Desde 2015, na reforma administrativa empreendida pela presidente Dilma, a Abin passou a se reportar à Secretaria de Governo. Com o seu afastamento e a subida do então vice-presidente, Michel Temer, o Gabinete de Segurança Institucional (GSI) foi recriado e a Agência ficou sob o comando do Gabinete de Etchegoyen.
A esta altura Jair Bolsonaro já despontava no horizonte, mas como um pangaré sem muita chance de levar de volta ao poder - desta vez pelo voto - a turma de milicos. Michel era a aposta, mas sua aprovação jamais saiu da casa de um dígito. Ainda bem. Michel chegou a ser incensado por Villas Bôas, que em fevereiro de 2017, num ato recheado de simbolismo, entregou o bastão do Exército (uma peça torneada em madeira), em suas mãos, com direito a fotos e cerimônia no Alto Comando.
Caso sua candidatura emplacasse, Sergio Etchegoyen certamente teria lugar garantido no primeiro escalão, e talvez estivesse se preparando para um governo sujeito a muita oposição. Não é possível que o GSI, órgão de inteligência a quem a ABIN era subordinada, não soubesse, não só da compra da parafernália, como da própria arapongagem. Cabe à Polícia apurar se ele foi o avalista da aquisição do programa espião.
Bolsonaro chegou lá, depois de um episódio controverso que fez o seu nome disparar nas votações. Sergio Etchegoyen foi varrido para a vida nos pampas, onde foi apascentar ovelhas e o GSI foi parar nas mãos do ultradireitista general Augusto Heleno, a quem coube – por orientação do chefe e com as bençãos de Carlos Bolsonaro, o Carluxo – a criação da Abin paralela.

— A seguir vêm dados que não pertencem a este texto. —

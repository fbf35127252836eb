use plotbind::core::LinearScale;
use proptest::prelude::*;

proptest! {
    #[test]
    fn round_trip_property(
        domain_start in -1_000_000.0f64..1_000_000.0,
        domain_span in 0.001f64..1_000_000.0,
        value_factor in 0.0f64..1.0
    ) {
        let domain_end = domain_start + domain_span;
        let value = domain_start + value_factor * domain_span;

        let scale = LinearScale::new((domain_start, domain_end), (0.0, 2048.0))
            .expect("valid scale");

        let px = scale.map(value).expect("to pixel");
        let recovered = scale.invert(px).expect("from pixel");

        prop_assert!((recovered - value).abs() <= domain_span * 1e-9);
    }

    #[test]
    fn inverted_range_round_trip_property(
        domain_start in -1_000.0f64..1_000.0,
        domain_span in 0.001f64..1_000.0,
        value_factor in 0.0f64..1.0
    ) {
        let domain_end = domain_start + domain_span;
        let value = domain_start + value_factor * domain_span;

        let scale = LinearScale::new((domain_start, domain_end), (500.0, 0.0))
            .expect("valid scale");

        let px = scale.map(value).expect("to pixel");
        let recovered = scale.invert(px).expect("from pixel");

        prop_assert!((recovered - value).abs() <= domain_span * 1e-9);
    }

    #[test]
    fn nice_domain_contains_original_domain(
        domain_start in -1_000_000.0f64..1_000_000.0,
        domain_span in 0.001f64..1_000_000.0,
        tick_count in 2usize..20
    ) {
        let domain_end = domain_start + domain_span;
        let scale = LinearScale::new((domain_start, domain_end), (0.0, 500.0))
            .expect("valid scale")
            .nice(tick_count);

        let (niced_start, niced_end) = scale.domain();
        prop_assert!(niced_start <= domain_start);
        prop_assert!(niced_end >= domain_end);
    }

    #[test]
    fn ticks_fall_inside_the_domain(
        domain_start in -1_000.0f64..1_000.0,
        domain_span in 0.001f64..1_000.0,
        tick_count in 2usize..20
    ) {
        let domain_end = domain_start + domain_span;
        let scale = LinearScale::new((domain_start, domain_end), (0.0, 500.0))
            .expect("valid scale");

        let slack = domain_span * 1e-9;
        for tick in scale.ticks(tick_count) {
            prop_assert!(tick >= domain_start - slack);
            prop_assert!(tick <= domain_end + slack);
        }
    }
}
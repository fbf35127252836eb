use serde::{Deserialize, Serialize};

use crate::core::color::Color;
use crate::error::{ChartError, ChartResult};

/// Maps a data extent directly onto a two-color interpolated gradient.
///
/// Unlike position scales the domain is never niced: the gradient endpoints
/// sit exactly on the data extent. Out-of-domain values clamp to the nearest
/// endpoint color.
#[derive(Debug, Clone, Copy, PartialEq, Serialize, Deserialize)]
pub struct ColorScale {
    domain_start: f64,
    domain_end: f64,
    start: Color,
    end: Color,
}

impl ColorScale {
    pub fn new(domain: (f64, f64), start: Color, end: Color) -> ChartResult<Self> {
        let (domain_start, domain_end) = domain;
        if !domain_start.is_finite() || !domain_end.is_finite() || domain_start == domain_end {
            return Err(ChartError::InvalidData(
                "color scale domain must be finite and non-degenerate".to_owned(),
            ));
        }
        start.validate()?;
        end.validate()?;

        Ok(Self {
            domain_start,
            domain_end,
            start,
            end,
        })
    }

    #[must_use]
    pub fn domain(self) -> (f64, f64) {
        (self.domain_start, self.domain_end)
    }

    #[must_use]
    pub fn endpoints(self) -> (Color, Color) {
        (self.start, self.end)
    }

    pub fn map(self, value: f64) -> ChartResult<Color> {
        if !value.is_finite() {
            return Err(ChartError::InvalidData("value must be finite".to_owned()));
        }

        let t = (value - self.domain_start) / (self.domain_end - self.domain_start);
        Ok(self.start.lerp(self.end, t))
    }
}
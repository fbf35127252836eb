use crate::core::Viewport;
use crate::error::{ChartError, ChartResult};
use crate::render::{CirclePrimitive, LinePrimitive, PathPrimitive, TextPrimitive};

/// Backend-agnostic scene for one chart draw pass.
#[derive(Debug, Clone, PartialEq)]
pub struct RenderFrame {
    pub viewport: Viewport,
    pub circles: Vec<CirclePrimitive>,
    pub paths: Vec<PathPrimitive>,
    pub lines: Vec<LinePrimitive>,
    pub texts: Vec<TextPrimitive>,
}

impl RenderFrame {
    #[must_use]
    pub fn new(viewport: Viewport) -> Self {
        Self {
            viewport,
            circles: Vec::new(),
            paths: Vec::new(),
            lines: Vec::new(),
            texts: Vec::new(),
        }
    }

    #[must_use]
    pub fn with_circle(mut self, circle: CirclePrimitive) -> Self {
        self.circles.push(circle);
        self
    }

    #[must_use]
    pub fn with_path(mut self, path: PathPrimitive) -> Self {
        self.paths.push(path);
        self
    }

    #[must_use]
    pub fn with_line(mut self, line: LinePrimitive) -> Self {
        self.lines.push(line);
        self
    }

    #[must_use]
    pub fn with_text(mut self, text: TextPrimitive) -> Self {
        self.texts.push(text);
        self
    }

    pub fn validate(&self) -> ChartResult<()> {
        if !self.viewport.is_valid() {
            return Err(ChartError::InvalidViewport {
                width: self.viewport.width,
                height: self.viewport.height,
            });
        }

        for circle in &self.circles {
            circle.validate()?;
        }
        for path in &self.paths {
            path.validate()?;
        }
        for line in &self.lines {
            line.validate()?;
        }
        for text in &self.texts {
            text.validate()?;
        }

        Ok(())
    }

    #[must_use]
    pub fn is_empty(&self) -> bool {
        self.circles.is_empty()
            && self.paths.is_empty()
            && self.lines.is_empty()
            && self.texts.is_empty()
    }
}
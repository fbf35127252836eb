#[derive(Debug, Clone, Copy, PartialEq)]
pub struct Viewport {
    pub width: u32,
    pub height: u32,
}

impl Viewport {
    #[must_use]
    pub fn new(width: u32, height: u32) -> Self {
        Self { width, height }
    }

    #[must_use]
    pub fn is_valid(self) -> bool {
        self.width > 0 && self.height > 0
    }
}

/// One position in pixel space.
#[derive(Debug, Clone, Copy, PartialEq)]
pub struct Point {
    pub x: f64,
    pub y: f64,
}

impl Point {
    #[must_use]
    pub fn new(x: f64, y: f64) -> Self {
        Self { x, y }
    }

    #[must_use]
    pub fn is_finite(self) -> bool {
        self.x.is_finite() && self.y.is_finite()
    }

    #[must_use]
    pub fn distance_squared(self, other: Self) -> f64 {
        let dx = self.x - other.x;
        let dy = self.y - other.y;
        dx * dx + dy * dy
    }
}
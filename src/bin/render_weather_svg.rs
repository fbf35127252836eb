//! Renders a weather dataset to a standalone SVG document.
//!
//! Usage: `render_weather_svg <dataset.json> [output.svg]`
//! With no output path the document is written to stdout.

use std::env;
use std::fs;
use std::process::ExitCode;

use plotbind::api::{Chart, ChartConfig, load_records};
use plotbind::core::Viewport;
use plotbind::error::ChartResult;
use plotbind::render::SvgRenderer;

fn main() -> ExitCode {
    let _ = plotbind::telemetry::init_default_tracing();

    let mut args = env::args().skip(1);
    let Some(dataset_path) = args.next() else {
        eprintln!("usage: render_weather_svg <dataset.json> [output.svg]");
        return ExitCode::from(2);
    };
    let output_path = args.next();

    match run(&dataset_path) {
        Ok(document) => match output_path {
            Some(path) => {
                if let Err(error) = fs::write(&path, document) {
                    eprintln!("failed to write `{path}`: {error}");
                    return ExitCode::FAILURE;
                }
                ExitCode::SUCCESS
            }
            None => {
                print!("{document}");
                ExitCode::SUCCESS
            }
        },
        Err(error) => {
            eprintln!("render failed: {error}");
            ExitCode::FAILURE
        }
    }
}

fn run(dataset_path: &str) -> ChartResult<String> {
    let records = load_records(dataset_path)?;
    let mut chart = Chart::new(Viewport::new(800, 800), ChartConfig::default())?;
    chart.set_data(records)?;
    let frame = chart.render()?;
    SvgRenderer::render_to_string(&frame)
}
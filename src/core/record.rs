use chrono::NaiveDate;
use serde::{Deserialize, Deserializer};
use serde_json::Value;

/// One daily weather observation.
///
/// Every field is optional: the upstream JSON is loosely typed, so a missing,
/// null or non-numeric value deserializes to `None` instead of failing the
/// whole dataset. Consumers decide per channel whether absence is an error.
#[derive(Debug, Clone, PartialEq, Deserialize)]
#[serde(rename_all = "camelCase")]
pub struct WeatherRecord {
    #[serde(default, deserialize_with = "lenient_number")]
    pub dew_point: Option<f64>,
    #[serde(default, deserialize_with = "lenient_number")]
    pub humidity: Option<f64>,
    #[serde(default, deserialize_with = "lenient_number")]
    pub cloud_cover: Option<f64>,
    #[serde(default, deserialize_with = "lenient_date")]
    pub date: Option<NaiveDate>,
}

impl WeatherRecord {
    #[must_use]
    pub fn new(
        dew_point: Option<f64>,
        humidity: Option<f64>,
        cloud_cover: Option<f64>,
        date: Option<NaiveDate>,
    ) -> Self {
        Self {
            dew_point,
            humidity,
            cloud_cover,
            date,
        }
    }

    /// Stable join key for mark reconciliation.
    ///
    /// Dated records key on their ISO date; undated records fall back to
    /// their position in the dataset.
    #[must_use]
    pub fn key(&self, index: usize) -> String {
        match self.date {
            Some(date) => date.format("%Y-%m-%d").to_string(),
            None => format!("record-{index}"),
        }
    }
}

/// Named data channel of a [`WeatherRecord`].
///
/// Replaces ad-hoc accessor closures: each variant is a pure projection from
/// a record to an optional scalar, so missing values must be handled at the
/// call site instead of surfacing as NaN coordinates downstream.
#[derive(Debug, Clone, Copy, PartialEq, Eq, serde::Serialize, Deserialize)]
pub enum Field {
    DewPoint,
    Humidity,
    CloudCover,
    Date,
}

impl Field {
    #[must_use]
    pub const fn name(self) -> &'static str {
        match self {
            Self::DewPoint => "dewPoint",
            Self::Humidity => "humidity",
            Self::CloudCover => "cloudCover",
            Self::Date => "date",
        }
    }

    /// Projects one scalar out of a record. Dates project to days since the
    /// Unix epoch so every channel shares one numeric domain type.
    #[must_use]
    pub fn project(self, record: &WeatherRecord) -> Option<f64> {
        match self {
            Self::DewPoint => record.dew_point,
            Self::Humidity => record.humidity,
            Self::CloudCover => record.cloud_cover,
            Self::Date => record.date.map(date_to_days),
        }
    }
}

/// Days since 1970-01-01, negative for earlier dates.
#[must_use]
pub fn date_to_days(date: NaiveDate) -> f64 {
    date.signed_duration_since(NaiveDate::default()).num_days() as f64
}

/// Inverse of [`date_to_days`]. Returns `None` when the value is not finite
/// or falls outside the representable calendar range.
#[must_use]
pub fn days_to_date(days: f64) -> Option<NaiveDate> {
    if !days.is_finite() {
        return None;
    }
    let delta = chrono::TimeDelta::try_days(days.round() as i64)?;
    NaiveDate::default().checked_add_signed(delta)
}

fn lenient_number<'de, D>(deserializer: D) -> Result<Option<f64>, D::Error>
where
    D: Deserializer<'de>,
{
    let value = Option::<Value>::deserialize(deserializer)?;
    Ok(value.and_then(|value| match value {
        Value::Number(number) => number.as_f64().filter(|parsed| parsed.is_finite()),
        Value::String(text) => text.trim().parse::<f64>().ok().filter(|parsed| parsed.is_finite()),
        _ => None,
    }))
}

fn lenient_date<'de, D>(deserializer: D) -> Result<Option<NaiveDate>, D::Error>
where
    D: Deserializer<'de>,
{
    let value = Option::<String>::deserialize(deserializer)?;
    Ok(value.and_then(|text| parse_date(text.trim())))
}

/// Accepts both `YYYY-MM-DD` and `YYYY/MM/DD` calendar-date notations.
#[must_use]
pub fn parse_date(text: &str) -> Option<NaiveDate> {
    NaiveDate::parse_from_str(text, "%Y-%m-%d")
        .or_else(|_| NaiveDate::parse_from_str(text, "%Y/%m/%d"))
        .ok()
}
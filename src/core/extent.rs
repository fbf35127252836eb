use crate::core::record::{Field, WeatherRecord};
use crate::error::{ChartError, ChartResult};

/// Computes the `(min, max)` extent of one projected field across a dataset.
///
/// Records with a missing or non-finite value for the field are skipped and
/// reported through a `tracing` warning; the extent over the remaining values
/// is returned. Fails when no record contributes a finite value, so scales
/// never see an undefined domain.
pub fn extent(records: &[WeatherRecord], field: Field) -> ChartResult<(f64, f64)> {
    let mut min = f64::INFINITY;
    let mut max = f64::NEG_INFINITY;
    let mut kept = 0usize;
    let mut skipped = 0usize;

    for record in records {
        match field.project(record) {
            Some(value) if value.is_finite() => {
                min = min.min(value);
                max = max.max(value);
                kept += 1;
            }
            _ => skipped += 1,
        }
    }

    if kept == 0 {
        return Err(ChartError::EmptyDomain { field: field.name() });
    }
    if skipped > 0 {
        tracing::warn!(
            field = field.name(),
            skipped,
            kept,
            "records without a finite value were excluded from the extent"
        );
    }

    Ok((min, max))
}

Um sistema paralelo para chamar de seu - Em reunião no dia 22 de abril de 2020, Bolsonaro gritou que não confiava em seus serviços de informação e tinha o seu próprio, em plano funcionamento. A mídia, sempre tão zelosa de seu papel fiscalizador engoliu essa bola, olhou para cima, assobiou e seguiu a vida, sem vasculhar como funcionava esse sistema.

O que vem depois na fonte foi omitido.